Quand il eut en main son passeport français, Vahé l’embrassa et pleura. Yolande le regardait, l’œil brouillé aussi, mais souriante. Elle sortit d’un tiroir son passeport français à elle et leurs deux passeports libanais : « Ton passeport libanais, tu peux l’embrasser aussi. Le Liban a fait notre couple tout autant et même plus que la France. Nous n’avons rien à renier, nous avons la chance d’être riches de deux pays »…

Vahé embrassa d’un même élan le passeport libanais et la partenaire universaliste qui le lui tendait. Laquelle d’ailleurs ne souhaitait pas qu’un passeport, quel qu’il soit, balise tout à fait le métèque flaireur, goguenard, tour à tour circonspect et flamboyant, pressé de draper le vide –en lui et autour de lui- des fastes de sa parole ; impatient de se répandre dans l’espace -par la vitesse de sa voiture, l’occupation de deux tables au restaurant ou le balisage extensible d’un emplacement de camping ; impatient aussi de faire de chaque instant une préface fébrile du lendemain... Ce Vahé-là devait, où qu’il arrive, marquer son territoire, faire savoir ce qu’il était, voire un peu plus que ce qu’il était. Le temps dont il disposait, il en dilatait ou en resserrait les limites pour le travail comme pour le loisir et son plaisir – son bon plaisir - était de décréter qu’avant l’heure, c’était l’heure, histoire de surprendre une ville dans les échanges furtifs de l’aube, d’insérer un Pantocrator de plus dans le programme du jour. Etre aimé de lui était tour à tour euphorisant et oppressant car il entendait bien être celui par qui le bonheur arrive comme grâce imprévisible plutôt que récompense méritée.

 Ce serait reposant que tu te prennes un peu moins souvent pour Dieu le Père, disait parfois Yolande. D’ailleurs, Dieu lui-même s’est accordé le repos du septième jour…

Suivant l’humeur du moment, Vahé riait, s’émouvait ou se répandait en propos furibonds qui étaient, à n’en pas douter, l’écho, affaibli mais reconnaissable, des colères de Dikran.
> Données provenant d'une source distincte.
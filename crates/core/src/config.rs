//! Runtime configuration resolved from the environment
//!
//! Every setting has a `FIGSERVE_`-prefixed environment variable and a
//! default. Malformed numeric values are configuration errors rather than
//! silent fallbacks, so a typo in a deployment manifest fails loudly at
//! startup instead of quietly running with a default quota.

use crate::paths::FigureLayout;
use crate::{Error, Result};
use serde::Serialize;
use std::collections::BTreeSet;
use std::path::PathBuf;
use std::time::Duration;

/// Default cache ceiling: 10 GiB.
const DEFAULT_CACHE_MAX_GB: u64 = 10;

/// Default lock acquisition timeout.
const DEFAULT_LOCK_TIMEOUT: Duration = Duration::from_secs(600);

/// Default lock poll interval.
const DEFAULT_LOCK_POLL: Duration = Duration::from_millis(200);

fn env_str(name: &str) -> Option<String> {
    std::env::var(name).ok().filter(|v| !v.trim().is_empty())
}

fn env_parse<T: std::str::FromStr>(name: &str) -> Result<Option<T>> {
    match env_str(name) {
        None => Ok(None),
        Some(raw) => raw.trim().parse::<T>().map(Some).map_err(|_| {
            Error::configuration(format!("environment variable {name} has invalid value {raw:?}"))
        }),
    }
}

/// Resolved figserve settings.
///
/// Serializable so the health endpoint can expose the effective
/// configuration; nothing here is secret.
#[derive(Debug, Clone, Serialize)]
pub struct Settings {
    /// Directory holding precomputed dataset files (`*.h5ad`).
    pub data_dir: PathBuf,
    /// Root of the figure cache (png/pdf/tiff/locks subdirectories).
    pub figure_dir: PathBuf,
    /// Maximum total bytes across the quota directories.
    pub cache_max_bytes: u64,
    /// Number of newest files protected from pruning.
    pub keep_newest: usize,
    /// Per-artifact lock acquisition timeout.
    pub lock_timeout: Duration,
    /// Sleep between lock acquisition attempts.
    pub lock_poll: Duration,
    /// DPI for inline PNG plots.
    pub plot_dpi: u32,
    /// DPI values accepted for TIFF exports.
    pub allowed_export_dpi: BTreeSet<u32>,
    /// Expression layer passed to the renderer by default.
    pub default_layer: String,
    /// Spatial coordinate key passed to the renderer by default.
    pub default_basis: String,
    /// Dataset to render from when the request names none; `None` means
    /// "first dataset found on disk, sorted by name".
    pub default_dataset: Option<String>,
    /// External plotting command invoked for cache misses.
    pub renderer_cmd: String,
    /// JSON users file checked for bearer tokens.
    pub auth_file: PathBuf,
    /// Socket address the HTTP server binds to.
    pub bind: String,
}

impl Settings {
    /// Resolve settings from the environment.
    ///
    /// # Errors
    ///
    /// Returns [`Error::Configuration`] when a numeric variable fails to
    /// parse.
    pub fn from_env() -> Result<Self> {
        let figure_dir = env_str("FIGSERVE_FIGURE_DIR").map_or_else(
            || {
                // Platform cache dir, then a relative fallback for dev runs.
                dirs::cache_dir().map_or_else(
                    || PathBuf::from("figures"),
                    |base| base.join("figserve/figures"),
                )
            },
            PathBuf::from,
        );

        let allowed_export_dpi = match env_str("FIGSERVE_EXPORT_DPI") {
            None => [150, 300, 600, 1200].into_iter().collect(),
            Some(raw) => {
                let mut set = BTreeSet::new();
                for part in raw.split(',').map(str::trim).filter(|p| !p.is_empty()) {
                    let dpi = part.parse::<u32>().map_err(|_| {
                        Error::configuration(format!(
                            "FIGSERVE_EXPORT_DPI has invalid entry {part:?}"
                        ))
                    })?;
                    set.insert(dpi);
                }
                if set.is_empty() {
                    return Err(Error::configuration(
                        "FIGSERVE_EXPORT_DPI must list at least one DPI value",
                    ));
                }
                set
            }
        };

        Ok(Self {
            data_dir: env_str("FIGSERVE_DATA_DIR").map_or_else(|| PathBuf::from("data"), PathBuf::from),
            figure_dir,
            cache_max_bytes: env_parse::<u64>("FIGSERVE_CACHE_MAX_GB")?
                .unwrap_or(DEFAULT_CACHE_MAX_GB)
                * 1024
                * 1024
                * 1024,
            keep_newest: env_parse::<usize>("FIGSERVE_KEEP_NEWEST")?.unwrap_or(0),
            lock_timeout: env_parse::<u64>("FIGSERVE_LOCK_TIMEOUT_SECS")?
                .map_or(DEFAULT_LOCK_TIMEOUT, Duration::from_secs),
            lock_poll: env_parse::<u64>("FIGSERVE_LOCK_POLL_MS")?
                .map_or(DEFAULT_LOCK_POLL, Duration::from_millis),
            plot_dpi: env_parse::<u32>("FIGSERVE_PLOT_DPI")?.unwrap_or(300),
            allowed_export_dpi,
            default_layer: env_str("FIGSERVE_DEFAULT_LAYER").unwrap_or_else(|| "lognorm".into()),
            default_basis: env_str("FIGSERVE_DEFAULT_BASIS").unwrap_or_else(|| "spatial".into()),
            default_dataset: env_str("FIGSERVE_DEFAULT_DATASET"),
            renderer_cmd: env_str("FIGSERVE_RENDERER_CMD")
                .unwrap_or_else(|| "figserve-render".into()),
            auth_file: env_str("FIGSERVE_AUTH_FILE")
                .map_or_else(|| PathBuf::from("auth.json"), PathBuf::from),
            bind: env_str("FIGSERVE_BIND").unwrap_or_else(|| "127.0.0.1:8080".into()),
        })
    }

    /// The figure layout derived from [`Settings::figure_dir`].
    #[must_use]
    pub fn layout(&self) -> FigureLayout {
        FigureLayout::new(&self.figure_dir)
    }

    /// Create the data directory and the whole figure layout.
    ///
    /// # Errors
    ///
    /// Returns an I/O error when a directory cannot be created.
    pub fn ensure_dirs(&self) -> Result<()> {
        std::fs::create_dir_all(&self.data_dir)
            .map_err(|e| Error::io(e, &self.data_dir, "create_dir_all"))?;
        self.layout().ensure_dirs()
    }
}

#[cfg(test)]
mod tests {
    use super::*;

    #[test]
    fn defaults_resolve_without_env() {
        temp_env::with_vars_unset(
            [
                "FIGSERVE_FIGURE_DIR",
                "FIGSERVE_CACHE_MAX_GB",
                "FIGSERVE_EXPORT_DPI",
                "FIGSERVE_LOCK_TIMEOUT_SECS",
            ],
            || {
                let settings = Settings::from_env().expect("defaults should resolve");
                assert_eq!(settings.cache_max_bytes, 10 * 1024 * 1024 * 1024);
                assert_eq!(settings.keep_newest, 0);
                assert_eq!(settings.lock_timeout, Duration::from_secs(600));
                assert_eq!(settings.lock_poll, Duration::from_millis(200));
                assert_eq!(
                    settings.allowed_export_dpi,
                    [150, 300, 600, 1200].into_iter().collect()
                );
            },
        );
    }

    #[test]
    fn env_overrides_win() {
        temp_env::with_vars(
            [
                ("FIGSERVE_FIGURE_DIR", Some("/srv/figs")),
                ("FIGSERVE_CACHE_MAX_GB", Some("2")),
                ("FIGSERVE_EXPORT_DPI", Some("72, 150")),
                ("FIGSERVE_KEEP_NEWEST", Some("5")),
            ],
            || {
                let settings = Settings::from_env().expect("overrides should resolve");
                assert_eq!(settings.figure_dir, PathBuf::from("/srv/figs"));
                assert_eq!(settings.cache_max_bytes, 2 * 1024 * 1024 * 1024);
                assert_eq!(settings.keep_newest, 5);
                assert_eq!(
                    settings.allowed_export_dpi,
                    [72, 150].into_iter().collect()
                );
            },
        );
    }

    #[test]
    fn malformed_numbers_are_rejected() {
        temp_env::with_var("FIGSERVE_CACHE_MAX_GB", Some("ten"), || {
            let err = Settings::from_env().unwrap_err();
            assert!(matches!(err, Error::Configuration { .. }));
        });
    }
}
Donc, le Vahé pré-Gaulois, aussi expansif que lait sur le feu, n’était pas, répétons-le, d’un commerce de tout repos et vivre à l’ombre de son égocentrisme –réducteur ou généreux - pouvait aller jusqu’à vous couper le souffle. Mais il eût été dommage qu’un passeport français suffise tout à coup à le normaliser. On pouvait souhaiter – il en convenait- que soient gommées quelques intempérances mais il fallait laisser au personnage son ampleur et ses contradictions. Vahé le Gaulois était désormais reconnu en tant que métèque apprivoisé mais il se devait de rester métèque. Un passeport a d’abord une valeur topographique, c’est un permis de circuler qui ramène le voyage à un lieu référentiel, ça ne délivre pas, ça ne consacre même pas une identité préétablie. Mais pour qui le détient après l’avoir désiré, le geste de présenter son passeport est fédérateur. Le passeport français de Vahé allait lui permettre de rassembler en les marquant du même sceau le nourrisson de Maïrik, l’écolier de Bourg-la- Reine, l’estafette de la Résistance,, le mari de Yolande… Sur fond hexagonal tapissé de bleu-blanc-rouge, le génie du métèque pouvait se déployer à ciel ouvert.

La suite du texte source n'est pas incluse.